Stored data:
+--

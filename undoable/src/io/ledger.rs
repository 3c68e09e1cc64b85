//! Revert ledger: the single persisted slot holding the inverse of the most
//! recent apply (`.undoable/revert.json`).
//!
//! The record's `changes` array uses the change set wire format, so a ledger
//! validates against the same schema as any change set and can be fed back to
//! `undoable apply --changes`.

use std::fs;
use std::io::ErrorKind;
use std::path::{Path, PathBuf};

use chrono::{SecondsFormat, Utc};
use rand::{Rng, distributions::Alphanumeric};
use serde::{Deserialize, Serialize};
use sha2::{Digest, Sha256};
use tracing::{debug, info};

use crate::core::path::CONTROL_DIR;
use crate::core::types::{ChangeSet, FileChange};
use crate::error::EngineError;
use crate::io::atomic::write_atomic;
use crate::io::change_set_store::parse_validated;

pub const LEDGER_FILE: &str = "revert.json";

/// One applied session: the inverse of what it changed under `target_root`.
#[derive(Debug, Clone, PartialEq, Eq)]
pub struct Session {
    pub id: String,
    pub target_root: PathBuf,
    pub inverse: ChangeSet,
    /// RFC 3339 timestamp of the save.
    pub saved_at: String,
    /// Hex SHA-256 of the change set that produced this inverse.
    pub source_digest: Option<String>,
}

impl Session {
    pub fn new(id: impl Into<String>, target_root: impl Into<PathBuf>, inverse: ChangeSet) -> Self {
        Self {
            id: id.into(),
            target_root: target_root.into(),
            inverse,
            saved_at: Utc::now().to_rfc3339_opts(SecondsFormat::Secs, true),
            source_digest: None,
        }
    }

    pub fn with_source_digest(mut self, digest: impl Into<String>) -> Self {
        self.source_digest = Some(digest.into());
        self
    }
}

/// On-disk shape of the ledger.
#[derive(Debug, Clone, Serialize, Deserialize)]
#[serde(rename_all = "camelCase")]
struct LedgerRecord {
    session_id: String,
    target_root: String,
    saved_at: String,
    #[serde(default, skip_serializing_if = "Option::is_none")]
    source_digest: Option<String>,
    #[serde(default, skip_serializing_if = "Option::is_none")]
    summary: Option<String>,
    changes: Vec<FileChange>,
}

impl From<&Session> for LedgerRecord {
    fn from(session: &Session) -> Self {
        Self {
            session_id: session.id.clone(),
            target_root: session.target_root.display().to_string(),
            saved_at: session.saved_at.clone(),
            source_digest: session.source_digest.clone(),
            summary: session.inverse.summary.clone(),
            changes: session.inverse.changes.clone(),
        }
    }
}

impl From<LedgerRecord> for Session {
    fn from(record: LedgerRecord) -> Self {
        Self {
            id: record.session_id,
            target_root: PathBuf::from(record.target_root),
            inverse: ChangeSet {
                summary: record.summary,
                changes: record.changes,
            },
            saved_at: record.saved_at,
            source_digest: record.source_digest,
        }
    }
}

/// Ledger slot for one project root.
#[derive(Debug, Clone)]
pub struct Ledger {
    root: PathBuf,
    path: PathBuf,
}

impl Ledger {
    /// The ledger of the project rooted at `root`.
    pub fn for_root(root: impl Into<PathBuf>) -> Self {
        let root = root.into();
        let path = root.join(CONTROL_DIR).join(LEDGER_FILE);
        Self { root, path }
    }

    pub fn path(&self) -> &Path {
        &self.path
    }

    pub fn exists(&self) -> bool {
        self.path.is_file()
    }

    /// Overwrite the slot with `session` (temp file + rename).
    pub fn save(&self, session: &Session) -> Result<(), EngineError> {
        debug!(path = %self.path.display(), session = %session.id, changes = session.inverse.len(), "saving ledger");
        let record = LedgerRecord::from(session);
        let mut buf = serde_json::to_string_pretty(&record)
            .map_err(|err| EngineError::io("serialize ledger", err.into()))?;
        buf.push('\n');
        write_atomic(&self.path, &buf)
            .map_err(|err| EngineError::io(format!("write ledger {}", self.path.display()), err))?;
        info!(session = %session.id, changes = session.inverse.len(), "ledger saved");
        Ok(())
    }

    /// Load the slot. With `Some(id)`, a slot holding a different session is
    /// reported as not found.
    pub fn load(&self, session_id: Option<&str>) -> Result<Session, EngineError> {
        debug!(path = %self.path.display(), session = ?session_id, "loading ledger");
        let raw = match fs::read_to_string(&self.path) {
            Ok(raw) => raw,
            Err(err) if err.kind() == ErrorKind::NotFound => return Err(self.not_found()),
            Err(err) => {
                return Err(EngineError::io(
                    format!("read ledger {}", self.path.display()),
                    err,
                ));
            }
        };
        let record: LedgerRecord = parse_validated(&self.path.display().to_string(), &raw)?;
        if let Some(expected) = session_id {
            if record.session_id != expected {
                debug!(expected, found = %record.session_id, "ledger holds another session");
                return Err(self.not_found());
            }
        }
        Ok(record.into())
    }

    /// Remove the slot. Returns whether anything was removed.
    pub fn clear(&self) -> Result<bool, EngineError> {
        match fs::remove_file(&self.path) {
            Ok(()) => {
                info!(path = %self.path.display(), "ledger cleared");
                Ok(true)
            }
            Err(err) if err.kind() == ErrorKind::NotFound => Ok(false),
            Err(err) => Err(EngineError::io(
                format!("remove ledger {}", self.path.display()),
                err,
            )),
        }
    }

    fn not_found(&self) -> EngineError {
        EngineError::LedgerNotFound {
            root: self.root.clone(),
        }
    }
}

/// New session id: `apply-<utc timestamp>-<6 lowercase alphanumerics>`.
pub fn new_session_id() -> String {
    let timestamp = Utc::now().format("%Y%m%d_%H%M%S");
    let mut rng = rand::thread_rng();
    let suffix = std::iter::repeat_with(|| rng.sample(Alphanumeric))
        .map(char::from)
        .take(6)
        .collect::<String>()
        .to_lowercase();
    format!("apply-{timestamp}-{suffix}")
}

/// Hex SHA-256 of the canonical JSON encoding of `change_set`.
pub fn change_set_digest(change_set: &ChangeSet) -> Result<String, EngineError> {
    let encoded = serde_json::to_vec(change_set)
        .map_err(|err| EngineError::io("serialize change set for digest", err.into()))?;
    Ok(hex::encode(Sha256::digest(&encoded)))
}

+--

What is needed is the data above, output in full and exactly as it stands.

filename undoable/src/io/ledger.rs
repository 3c68e09e1cc64b85
//! Revert ledger: the single persisted slot holding the inverse of the most
//! recent apply (`.undoable/revert.json`).
//!
//! The record's `changes` array uses the change set wire format, so a ledger
//! validates against the same schema as any change set and can be fed back to
//! `undoable apply --changes`.

use std::fs;
use std::io::ErrorKind;
use std::path::{Path, PathBuf};

use chrono::{SecondsFormat, Utc};
use rand::{Rng, distributions::Alphanumeric};
use serde::{Deserialize, Serialize};
use sha2::{Digest, Sha256};
use tracing::{debug, info};

use crate::core::path::CONTROL_DIR;
use crate::core::types::{ChangeSet, FileChange};
use crate::error::EngineError;
use crate::io::atomic::write_atomic;
use crate::io::change_set_store::parse_validated;

pub const LEDGER_FILE: &str = "revert.json";

/// One applied session: the inverse of what it changed under `target_root`.
#[derive(Debug, Clone, PartialEq, Eq)]
pub struct Session {
    pub id: String,
    pub target_root: PathBuf,
    pub inverse: ChangeSet,
    /// RFC 3339 timestamp of the save.
    pub saved_at: String,
    /// Hex SHA-256 of the change set that produced this inverse.
    pub source_digest: Option<String>,
}

impl Session {
    pub fn new(id: impl Into<String>, target_root: impl Into<PathBuf>, inverse: ChangeSet) -> Self {
        Self {
            id: id.into(),
            target_root: target_root.into(),
            inverse,
            saved_at: Utc::now().to_rfc3339_opts(SecondsFormat::Secs, true),
            source_digest: None,
        }
    }

    pub fn with_source_digest(mut self, digest: impl Into<String>) -> Self {
        self.source_digest = Some(digest.into());
        self
    }
}

/// On-disk shape of the ledger.
#[derive(Debug, Clone, Serialize, Deserialize)]
#[serde(rename_all = "camelCase")]
struct LedgerRecord {
    session_id: String,
    target_root: String,
    saved_at: String,
    #[serde(default, skip_serializing_if = "Option::is_none")]
    source_digest: Option<String>,
    #[serde(default, skip_serializing_if = "Option::is_none")]
    summary: Option<String>,
    changes: Vec<FileChange>,
}

impl From<&Session> for LedgerRecord {
    fn from(session: &Session) -> Self {
        Self {
            session_id: session.id.clone(),
            target_root: session.target_root.display().to_string(),
            saved_at: session.saved_at.clone(),
            source_digest: session.source_digest.clone(),
            summary: session.inverse.summary.clone(),
            changes: session.inverse.changes.clone(),
        }
    }
}

impl From<LedgerRecord> for Session {
    fn from(record: LedgerRecord) -> Self {
        Self {
            id: record.session_id,
            target_root: PathBuf::from(record.target_root),
            inverse: ChangeSet {
                summary: record.summary,
                changes: record.changes,
            },
            saved_at: record.saved_at,
            source_digest: record.source_digest,
        }
    }
}

/// Ledger slot for one project root.
#[derive(Debug, Clone)]
pub struct Ledger {
    root: PathBuf,
    path: PathBuf,
}

impl Ledger {
    /// The ledger of the project rooted at `root`.
    pub fn for_root(root: impl Into<PathBuf>) -> Self {
        let root = root.into();
        let path = root.join(CONTROL_DIR).join(LEDGER_FILE);
        Self { root, path }
    }

    pub fn path(&self) -> &Path {
        &self.path
    }

    pub fn exists(&self) -> bool {
        self.path.is_file()
    }

    /// Overwrite the slot with `session` (temp file + rename).
    pub fn save(&self, session: &Session) -> Result<(), EngineError> {
        debug!(path = %self.path.display(), session = %session.id, changes = session.inverse.len(), "saving ledger");
        let record = LedgerRecord::from(session);
        let mut buf = serde_json::to_string_pretty(&record)
            .map_err(|err| EngineError::io("serialize ledger", err.into()))?;
        buf.push('\n');
        write_atomic(&self.path, &buf)
            .map_err(|err| EngineError::io(format!("write ledger {}", self.path.display()), err))?;
        info!(session = %session.id, changes = session.inverse.len(), "ledger saved");
        Ok(())
    }

    /// Load the slot. With `Some(id)`, a slot holding a different session is
    /// reported as not found.
    pub fn load(&self, session_id: Option<&str>) -> Result<Session, EngineError> {
        debug!(path = %self.path.display(), session = ?session_id, "loading ledger");
        let raw = match fs::read_to_string(&self.path) {
            Ok(raw) => raw,
            Err(err) if err.kind() == ErrorKind::NotFound => return Err(self.not_found()),
            Err(err) => {
                return Err(EngineError::io(
                    format!("read ledger {}", self.path.display()),
                    err,
                ));
            }
        };
        let record: LedgerRecord = parse_validated(&self.path.display().to_string(), &raw)?;
        if let Some(expected) = session_id {
            if record.session_id != expected {
                debug!(expected, found = %record.session_id, "ledger holds another session");
                return Err(self.not_found());
            }
        }
        Ok(record.into())
    }

    /// Remove the slot. Returns whether anything was removed.
    pub fn clear(&self) -> Result<bool, EngineError> {
        match fs::remove_file(&self.path) {
            Ok(()) => {
                info!(path = %self.path.display(), "ledger cleared");
                Ok(true)
            }
            Err(err) if err.kind() == ErrorKind::NotFound => Ok(false),
            Err(err) => Err(EngineError::io(
                format!("remove ledger {}", self.path.display()),
                err,
            )),
        }
    }

    fn not_found(&self) -> EngineError {
        EngineError::LedgerNotFound {
            root: self.root.clone(),
        }
    }
}

/// New session id: `apply-<utc timestamp>-<6 lowercase alphanumerics>`.
pub fn new_session_id() -> String {
    let timestamp = Utc::now().format("%Y%m%d_%H%M%S");
    let mut rng = rand::thread_rng();
    let suffix = std::iter::repeat_with(|| rng.sample(Alphanumeric))
        .map(char::from)
        .take(6)
        .collect::<String>()
        .to_lowercase();
    format!("apply-{timestamp}-{suffix}")
}

/// Hex SHA-256 of the canonical JSON encoding of `change_set`.
pub fn change_set_digest(change_set: &ChangeSet) -> Result<String, EngineError> {
    let encoded = serde_json::to_vec(change_set)
        .map_err(|err| EngineError::io("serialize change set for digest", err.into()))?;
    Ok(hex::encode(Sha256::digest(&encoded)))
}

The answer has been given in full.